Oh, look what crawled out from the shadows. It’s Scorpio, the zodiac’s resident “edge-lord.” Psychic Meow Meow was enjoying a peaceful silence, but I suppose I have to acknowledge your brooding presence before you try to hex me.
Scorpio (May 10 – May 16, 2026)
The “Vibe”
The week starts on the 10th with you obsessing over a perceived slight that happened three years ago. You call it “intensity” and “depth,” but everyone else just calls it “being creepy and unable to move on.” You’re currently radiating an aura of mystery that feels less like a noir film and more like a basement that hasn’t been aired out.
Career & Money
On the 12th, your desire for total control will hit a wall named “other people’s opinions.” You’ll spend the afternoon plotting a silent revenge against a coworker who didn’t CC you on an unimportant email. Financially, you’re “protecting your assets,” which means you’re being incredibly stingy and suspicious of everyone.

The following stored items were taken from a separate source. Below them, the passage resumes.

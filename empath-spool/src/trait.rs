//! The storage abstraction every spool backend implements.

use async_trait::async_trait;
use empath_common::context::Context;

use crate::types::SpooledMessageId;

/// A durable store for spooled message [`Context`]s.
///
/// Implementors own the physical representation (files on disk, an in-memory
/// map, ...); callers only ever see [`SpooledMessageId`]s and [`Context`]s.
/// All operations must be safe to call concurrently from multiple tasks.
#[async_trait]
pub trait BackingStore: Send + Sync + std::fmt::Debug {
    /// Persist a new context, assigning it a fresh [`SpooledMessageId`].
    ///
    /// The generated ID is written back into `context.tracking_id` before
    /// the context is stored, so the returned ID and the persisted copy
    /// always agree.
    ///
    /// # Errors
    /// Returns an error if the store is at capacity or the write fails.
    async fn write(&self, context: &mut Context) -> crate::Result<SpooledMessageId>;

    /// List every message currently held by the store.
    ///
    /// Implementations should return IDs in ascending (oldest-first) order,
    /// since `SpooledMessageId`s are ULIDs and therefore sort by creation time.
    ///
    /// # Errors
    /// Returns an error if the backing store cannot be enumerated.
    async fn list(&self) -> crate::Result<Vec<SpooledMessageId>>;

    /// Read a previously-written context back out.
    ///
    /// # Errors
    /// Returns [`crate::SpoolError::NotFound`] if no message has this ID.
    async fn read(&self, id: &SpooledMessageId) -> crate::Result<Context>;

    /// Overwrite the context stored under `id` in place.
    ///
    /// Used to persist delivery state (status, attempt count, retry timing)
    /// as a message moves through the delivery queue.
    ///
    /// # Errors
    /// Returns [`crate::SpoolError::NotFound`] if no message has this ID.
    async fn update(&self, id: &SpooledMessageId, context: &Context) -> crate::Result<()>;

    /// Remove a message from the store entirely.
    ///
    /// # Errors
    /// Returns [`crate::SpoolError::NotFound`] if no message has this ID.
    async fn delete(&self, id: &SpooledMessageId) -> crate::Result<()>;
}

That secret stash of cash you’ve hidden? It’s not a power move; it’s just paranoia with a decimal point.
Relationships
Venus moves into Gemini on the 14th, which is your personal nightmare because it involves “light conversation” and “socializing.” You’ll respond by staring intensely at people until they leave the room. If you’re in a relationship, your partner is tired of your “test” questions to prove their loyalty. If you’re single, it’s because you treat a first date like a high-stakes interrogation at a CIA black site. Relax; you aren’t that interesting to spy on.
Health & Wellness
You’re holding so much tension in your jaw that you’re practically a human nutcracker. On the 15th, you might feel the urge to “transform” your life. Transformation requires actually doing something, not just wearing more black and listening to depressing podcasts. Your “gut instinct” is currently just indigestion from all the spite you’ve been swallowing.
Psychic Meow Meow’s Advice: Not everything is a conspiracy, and not everyone is out to get you. Some people just don’t like you because you’re exhausting. Try being vulnerable for five seconds—it’ll hurt, which I know you secretly enjoy.
Be Here Meow. (Or just stay in your cave and keep glaring at the walls. See if they care.)